Gegen alle oft gutgemeinte Zerdehnung, Vermengung, Verdrehung und Verwechslung des Christlichen sind die Dinge ehrlich beim Namen zu nennen: Das Christentum der Christen soll christlich bleiben! Es bleibt jedoch christlich nur dann, wenn es ausdrücklich an den einen Christus gebunden bleibt, der nicht irgendein Prinzip oder eine Intentionalität oder ein evolutiver Zielpunkt ist, sondern eine – wie noch sehr genau zu sehen sein wird – ganz bestimmte, unverwechselbare und unauswechselbare Person mit einem ganz bestimmten Namen! Das Christentum lässt sich schon von seinem Namen her nicht in ein namenloses, eben anonymes Christentum einebnen oder »aufheben«. Anonymes Christentum ist für den, der bei beiden Worten etwas denkt, eine contradictio in adiecto: ein hölzernes Eisen.
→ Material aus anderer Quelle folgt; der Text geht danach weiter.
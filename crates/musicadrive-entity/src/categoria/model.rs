//! Categoria entity model.

use chrono::{DateTime, Utc};
use serde::{Deserialize, Serialize};
use sqlx::FromRow;
use uuid::Uuid;

/// A staff-managed genre label used to tag pastas. Purely descriptive.
#[derive(Debug, Clone, Serialize, Deserialize, FromRow)]
pub struct Categoria {
    /// Unique categoria identifier.
    pub id: Uuid,
    /// Label name.
    pub nome: String,
    /// Optional description.
    pub descricao: Option<String>,
    /// Color swatch for the admin UI (e.g. `#8884d8`).
    pub cor: Option<String>,
    /// Whether the label is in use.
    pub is_active: bool,
    /// When the categoria was created.
    pub created_at: DateTime<Utc>,
    /// When the categoria was last updated.
    pub updated_at: DateTime<Utc>,
}

/// Data required to create a new categoria.
#[derive(Debug, Clone, Serialize, Deserialize)]
pub struct CreateCategoria {
    /// Label name.
    pub nome: String,
    /// Optional description.
    pub descricao: Option<String>,
    /// Color swatch.
    pub cor: Option<String>,
}

/// Fields that may be updated on an existing categoria.
#[derive(Debug, Clone, Default, Serialize, Deserialize)]
pub struct UpdateCategoria {
    /// New label name.
    pub nome: Option<String>,
    /// New description.
    pub descricao: Option<String>,
    /// New color swatch.
    pub cor: Option<String>,
    /// New active flag.
    pub is_active: Option<bool>,
}
//! Staff account management CLI commands.

use clap::{Args, Subcommand};
use serde::Serialize;
use tabled::Tabled;

use crate::output::{self, OutputFormat};
use musicadrive_core::error::AppError;
use musicadrive_database::repositories::user::UserRepository;
use musicadrive_entity::user::UpdateUser;

/// Arguments for user commands
#[derive(Debug, Args)]
pub struct UserArgs {
    /// User subcommand
    #[command(subcommand)]
    pub command: UserCommand,
}

/// User subcommands
#[derive(Debug, Subcommand)]
pub enum UserCommand {
    /// List all staff accounts
    List,
    /// Enable an account
    Enable {
        /// Login email
        email: String,
    },
    /// Disable an account
    Disable {
        /// Login email
        email: String,
    },
}

/// Staff display row for table output
#[derive(Debug, Serialize, Tabled)]
struct UserRow {
    /// User ID
    id: String,
    /// Display name
    name: String,
    /// Login email
    email: String,
    /// Role
    role: String,
    /// Active flag
    active: bool,
    /// Last login
    last_login: String,
}

/// Execute user commands
pub async fn execute(args: &UserArgs, env: &str, format: OutputFormat) -> Result<(), AppError> {
    let config = super::load_config(env)?;
    let pool = super::create_db_pool(&config).await?;
    let user_repo = UserRepository::new(pool.clone());

    match &args.command {
        UserCommand::List => {
            let users = user_repo.find_all().await?;
            let rows: Vec<UserRow> = users
                .iter()
                .map(|u| UserRow {
                    id: u.id.to_string(),
                    name: u.name.clone(),
                    email: u.email.clone(),
                    role: u.role.to_string(),
                    active: u.is_active,
                    last_login: u
                        .last_login_at
                        .map(|t| t.format("%Y-%m-%d %H:%M").to_string())
                        .unwrap_or_else(|| "never".to_string()),
                })
                .collect();
            output::print_list(&rows, format);
        }
        UserCommand::Enable { email } => {
            set_active(&user_repo, email, true).await?;
            output::print_success(&format!("Account '{email}' enabled"));
        }
        UserCommand::Disable { email } => {
            set_active(&user_repo, email, false).await?;
            output::print_warning(&format!("Account '{email}' disabled"));
        }
    }

    Ok(())
}

async fn set_active(repo: &UserRepository, email: &str, is_active: bool) -> Result<(), AppError> {
    let user = repo
        .find_by_email(email)
        .await?
        .ok_or_else(|| AppError::not_found(format!("Account '{email}' not found")))?;

    repo.update(
        user.id,
        &UpdateUser {
            is_active: Some(is_active),
            ..Default::default()
        },
    )
    .await?;
    Ok(())
}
Gutes Menschtum ist eine honorige Sache, auch ohne kirchliche Segnung und theologische Genehmigung. Christentum jedoch besagt Bekenntnis zu diesem einen Namen. Und auch christliche Theologen dürften sich die Frage nicht schenken: Was, wer verbirgt sich eigentlich hinter diesem Namen?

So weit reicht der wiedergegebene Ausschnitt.